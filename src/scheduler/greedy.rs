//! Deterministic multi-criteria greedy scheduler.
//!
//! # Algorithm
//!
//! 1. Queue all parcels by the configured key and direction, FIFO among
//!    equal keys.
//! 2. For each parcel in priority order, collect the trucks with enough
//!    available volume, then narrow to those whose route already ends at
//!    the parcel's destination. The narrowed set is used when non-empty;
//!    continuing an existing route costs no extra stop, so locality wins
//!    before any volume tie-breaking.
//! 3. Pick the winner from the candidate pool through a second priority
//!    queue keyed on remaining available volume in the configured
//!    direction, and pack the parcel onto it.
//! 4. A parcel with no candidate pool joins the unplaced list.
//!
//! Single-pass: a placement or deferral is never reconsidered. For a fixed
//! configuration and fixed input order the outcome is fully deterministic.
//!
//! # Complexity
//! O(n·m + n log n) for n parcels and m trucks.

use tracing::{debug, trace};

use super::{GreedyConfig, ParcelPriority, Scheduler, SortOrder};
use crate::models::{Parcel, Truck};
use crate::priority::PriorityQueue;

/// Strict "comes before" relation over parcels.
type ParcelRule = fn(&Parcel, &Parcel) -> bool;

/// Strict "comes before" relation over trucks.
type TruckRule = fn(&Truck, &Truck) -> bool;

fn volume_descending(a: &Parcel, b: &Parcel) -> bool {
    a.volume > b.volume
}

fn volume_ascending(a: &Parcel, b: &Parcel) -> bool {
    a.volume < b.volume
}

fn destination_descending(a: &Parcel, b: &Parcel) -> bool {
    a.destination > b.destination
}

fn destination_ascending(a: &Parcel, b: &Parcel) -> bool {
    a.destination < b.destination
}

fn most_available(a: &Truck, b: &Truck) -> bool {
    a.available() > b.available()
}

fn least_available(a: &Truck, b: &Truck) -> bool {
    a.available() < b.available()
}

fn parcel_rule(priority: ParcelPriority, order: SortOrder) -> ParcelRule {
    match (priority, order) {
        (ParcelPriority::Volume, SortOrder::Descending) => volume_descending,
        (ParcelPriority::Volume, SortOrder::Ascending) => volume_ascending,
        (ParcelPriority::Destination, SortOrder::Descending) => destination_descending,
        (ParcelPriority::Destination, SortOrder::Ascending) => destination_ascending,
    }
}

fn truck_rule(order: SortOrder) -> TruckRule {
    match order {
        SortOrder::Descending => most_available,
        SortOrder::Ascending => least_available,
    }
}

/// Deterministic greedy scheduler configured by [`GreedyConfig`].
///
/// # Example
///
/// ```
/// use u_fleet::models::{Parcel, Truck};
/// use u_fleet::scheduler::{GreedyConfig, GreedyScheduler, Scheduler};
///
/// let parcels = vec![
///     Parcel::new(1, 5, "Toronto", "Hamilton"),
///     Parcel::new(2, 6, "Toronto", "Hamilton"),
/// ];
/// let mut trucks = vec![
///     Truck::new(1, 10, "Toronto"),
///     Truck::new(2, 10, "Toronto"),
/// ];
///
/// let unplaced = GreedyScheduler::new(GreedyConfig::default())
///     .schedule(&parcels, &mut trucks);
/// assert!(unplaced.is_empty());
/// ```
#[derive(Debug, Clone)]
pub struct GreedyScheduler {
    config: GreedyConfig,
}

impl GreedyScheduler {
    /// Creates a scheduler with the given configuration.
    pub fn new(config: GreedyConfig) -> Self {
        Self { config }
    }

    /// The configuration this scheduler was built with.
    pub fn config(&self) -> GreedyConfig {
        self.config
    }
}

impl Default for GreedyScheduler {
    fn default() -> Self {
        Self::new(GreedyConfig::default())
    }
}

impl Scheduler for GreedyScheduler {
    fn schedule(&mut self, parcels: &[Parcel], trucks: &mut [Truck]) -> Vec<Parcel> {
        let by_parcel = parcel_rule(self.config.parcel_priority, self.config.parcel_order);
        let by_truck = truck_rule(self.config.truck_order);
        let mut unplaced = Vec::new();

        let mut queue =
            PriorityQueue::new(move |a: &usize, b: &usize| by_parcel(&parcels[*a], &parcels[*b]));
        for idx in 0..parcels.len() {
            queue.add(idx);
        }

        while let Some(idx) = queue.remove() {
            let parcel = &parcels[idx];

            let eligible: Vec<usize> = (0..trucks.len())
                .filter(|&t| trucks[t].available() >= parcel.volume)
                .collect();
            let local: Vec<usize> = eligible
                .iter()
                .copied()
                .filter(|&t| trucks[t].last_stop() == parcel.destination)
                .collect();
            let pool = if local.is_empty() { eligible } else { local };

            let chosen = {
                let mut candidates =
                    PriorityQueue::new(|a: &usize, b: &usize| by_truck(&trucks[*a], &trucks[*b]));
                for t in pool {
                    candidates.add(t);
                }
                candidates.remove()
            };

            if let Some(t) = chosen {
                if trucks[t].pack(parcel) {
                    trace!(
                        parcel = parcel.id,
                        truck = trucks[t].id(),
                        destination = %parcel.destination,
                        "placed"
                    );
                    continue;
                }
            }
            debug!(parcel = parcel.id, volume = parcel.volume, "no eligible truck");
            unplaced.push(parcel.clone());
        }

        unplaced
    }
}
______
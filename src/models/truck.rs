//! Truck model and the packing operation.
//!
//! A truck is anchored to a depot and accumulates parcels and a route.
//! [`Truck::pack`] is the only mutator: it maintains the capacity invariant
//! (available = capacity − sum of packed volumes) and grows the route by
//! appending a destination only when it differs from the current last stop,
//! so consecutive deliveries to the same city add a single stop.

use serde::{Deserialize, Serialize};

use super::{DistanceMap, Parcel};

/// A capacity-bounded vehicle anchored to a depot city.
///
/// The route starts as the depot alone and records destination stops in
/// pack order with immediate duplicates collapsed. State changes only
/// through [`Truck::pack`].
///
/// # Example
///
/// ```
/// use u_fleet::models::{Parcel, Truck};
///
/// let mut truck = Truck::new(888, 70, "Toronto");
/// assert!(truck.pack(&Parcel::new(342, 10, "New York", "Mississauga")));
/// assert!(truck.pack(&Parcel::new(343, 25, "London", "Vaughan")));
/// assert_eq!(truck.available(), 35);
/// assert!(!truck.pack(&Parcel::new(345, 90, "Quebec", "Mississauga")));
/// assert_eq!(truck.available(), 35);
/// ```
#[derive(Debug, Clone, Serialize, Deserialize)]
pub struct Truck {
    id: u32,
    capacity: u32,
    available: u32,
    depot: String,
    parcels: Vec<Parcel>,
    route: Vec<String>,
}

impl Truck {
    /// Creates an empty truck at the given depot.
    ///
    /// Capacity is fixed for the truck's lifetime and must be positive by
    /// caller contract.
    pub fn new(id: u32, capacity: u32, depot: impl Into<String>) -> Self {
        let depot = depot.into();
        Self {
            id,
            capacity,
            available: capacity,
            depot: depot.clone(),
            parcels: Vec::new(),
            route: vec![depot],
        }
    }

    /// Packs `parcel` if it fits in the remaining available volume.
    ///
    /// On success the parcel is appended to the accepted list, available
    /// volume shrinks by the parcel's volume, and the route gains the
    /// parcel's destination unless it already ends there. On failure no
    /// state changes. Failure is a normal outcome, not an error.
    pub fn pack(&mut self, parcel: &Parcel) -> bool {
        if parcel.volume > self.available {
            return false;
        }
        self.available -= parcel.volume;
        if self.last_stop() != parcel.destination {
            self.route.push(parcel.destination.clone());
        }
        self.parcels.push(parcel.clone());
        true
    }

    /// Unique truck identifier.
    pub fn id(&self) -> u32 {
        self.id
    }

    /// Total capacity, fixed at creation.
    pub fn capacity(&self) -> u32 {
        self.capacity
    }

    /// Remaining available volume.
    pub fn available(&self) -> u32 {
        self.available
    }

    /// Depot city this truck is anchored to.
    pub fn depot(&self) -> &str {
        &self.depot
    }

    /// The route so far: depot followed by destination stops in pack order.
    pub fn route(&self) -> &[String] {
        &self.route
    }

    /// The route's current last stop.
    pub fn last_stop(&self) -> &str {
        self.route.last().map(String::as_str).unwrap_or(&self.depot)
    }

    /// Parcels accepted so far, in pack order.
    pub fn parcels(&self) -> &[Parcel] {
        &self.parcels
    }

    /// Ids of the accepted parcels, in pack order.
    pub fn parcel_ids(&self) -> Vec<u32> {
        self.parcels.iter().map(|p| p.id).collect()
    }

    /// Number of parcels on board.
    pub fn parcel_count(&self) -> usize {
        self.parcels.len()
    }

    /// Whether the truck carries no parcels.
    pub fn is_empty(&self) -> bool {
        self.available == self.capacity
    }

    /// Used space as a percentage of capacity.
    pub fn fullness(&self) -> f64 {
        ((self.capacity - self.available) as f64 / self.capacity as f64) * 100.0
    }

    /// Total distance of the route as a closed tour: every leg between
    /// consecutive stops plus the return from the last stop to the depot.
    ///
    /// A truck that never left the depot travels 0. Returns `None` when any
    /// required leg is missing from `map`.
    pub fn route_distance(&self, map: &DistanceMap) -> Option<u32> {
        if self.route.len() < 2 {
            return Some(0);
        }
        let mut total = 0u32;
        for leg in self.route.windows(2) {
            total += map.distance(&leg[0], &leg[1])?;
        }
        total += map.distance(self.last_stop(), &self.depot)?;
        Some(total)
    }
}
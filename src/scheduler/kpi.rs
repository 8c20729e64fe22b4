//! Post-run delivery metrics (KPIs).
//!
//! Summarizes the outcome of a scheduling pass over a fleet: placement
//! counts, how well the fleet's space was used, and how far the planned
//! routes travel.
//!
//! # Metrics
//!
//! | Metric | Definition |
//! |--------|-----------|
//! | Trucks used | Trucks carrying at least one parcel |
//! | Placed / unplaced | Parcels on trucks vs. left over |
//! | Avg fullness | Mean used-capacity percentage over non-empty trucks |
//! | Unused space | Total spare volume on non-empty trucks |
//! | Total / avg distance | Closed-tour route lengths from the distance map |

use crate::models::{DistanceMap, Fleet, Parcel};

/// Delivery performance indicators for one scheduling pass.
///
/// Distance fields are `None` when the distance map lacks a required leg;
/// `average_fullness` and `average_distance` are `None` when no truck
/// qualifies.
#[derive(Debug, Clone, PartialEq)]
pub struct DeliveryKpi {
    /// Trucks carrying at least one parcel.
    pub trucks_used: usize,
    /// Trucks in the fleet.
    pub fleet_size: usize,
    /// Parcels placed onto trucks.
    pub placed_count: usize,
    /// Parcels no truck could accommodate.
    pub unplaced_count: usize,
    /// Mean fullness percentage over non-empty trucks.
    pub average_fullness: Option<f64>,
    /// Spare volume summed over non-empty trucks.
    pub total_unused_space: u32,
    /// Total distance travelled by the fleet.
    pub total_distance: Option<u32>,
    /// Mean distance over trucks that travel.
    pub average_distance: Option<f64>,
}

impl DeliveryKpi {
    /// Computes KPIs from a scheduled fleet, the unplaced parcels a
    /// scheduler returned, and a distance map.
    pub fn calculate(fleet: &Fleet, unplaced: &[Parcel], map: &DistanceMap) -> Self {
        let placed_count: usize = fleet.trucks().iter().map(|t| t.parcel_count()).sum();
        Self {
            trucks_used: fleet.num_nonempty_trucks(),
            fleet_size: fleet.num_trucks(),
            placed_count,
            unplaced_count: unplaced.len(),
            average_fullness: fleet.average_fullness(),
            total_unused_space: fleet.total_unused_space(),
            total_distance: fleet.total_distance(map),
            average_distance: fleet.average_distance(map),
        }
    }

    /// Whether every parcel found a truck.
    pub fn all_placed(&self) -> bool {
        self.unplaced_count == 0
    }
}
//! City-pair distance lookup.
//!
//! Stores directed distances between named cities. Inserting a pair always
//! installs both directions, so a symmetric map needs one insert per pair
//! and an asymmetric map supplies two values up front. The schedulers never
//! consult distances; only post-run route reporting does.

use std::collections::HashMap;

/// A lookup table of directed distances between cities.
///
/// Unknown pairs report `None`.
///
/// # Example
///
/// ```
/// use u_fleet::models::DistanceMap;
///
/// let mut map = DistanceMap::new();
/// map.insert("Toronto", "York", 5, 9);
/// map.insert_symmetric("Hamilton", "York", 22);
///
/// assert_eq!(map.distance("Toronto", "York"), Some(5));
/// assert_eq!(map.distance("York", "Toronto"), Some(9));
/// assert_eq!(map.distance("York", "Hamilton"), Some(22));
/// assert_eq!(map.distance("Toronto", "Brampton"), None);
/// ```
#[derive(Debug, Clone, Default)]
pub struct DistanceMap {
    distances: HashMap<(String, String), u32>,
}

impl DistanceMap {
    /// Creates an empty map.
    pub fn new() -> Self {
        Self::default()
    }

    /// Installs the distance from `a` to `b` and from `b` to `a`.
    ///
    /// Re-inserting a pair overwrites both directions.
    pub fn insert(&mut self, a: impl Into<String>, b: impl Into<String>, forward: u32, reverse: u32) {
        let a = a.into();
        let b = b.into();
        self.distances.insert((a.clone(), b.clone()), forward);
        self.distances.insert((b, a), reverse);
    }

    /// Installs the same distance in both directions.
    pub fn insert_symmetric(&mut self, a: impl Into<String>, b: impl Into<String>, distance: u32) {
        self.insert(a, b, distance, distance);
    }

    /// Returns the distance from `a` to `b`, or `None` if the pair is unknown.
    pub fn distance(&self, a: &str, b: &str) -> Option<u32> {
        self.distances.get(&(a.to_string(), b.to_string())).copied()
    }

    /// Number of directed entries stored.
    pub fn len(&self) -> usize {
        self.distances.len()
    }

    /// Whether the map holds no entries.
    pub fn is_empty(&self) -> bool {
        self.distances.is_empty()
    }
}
______
▶ _EXERCISE PROMPT_
Could you report all lines of the listing that hold "scheduling"?

▶ _SOLUTION BELOW_
//! Summarizes the outcome of a scheduling pass over a fleet: placement
/// Delivery performance indicators for one scheduling pass.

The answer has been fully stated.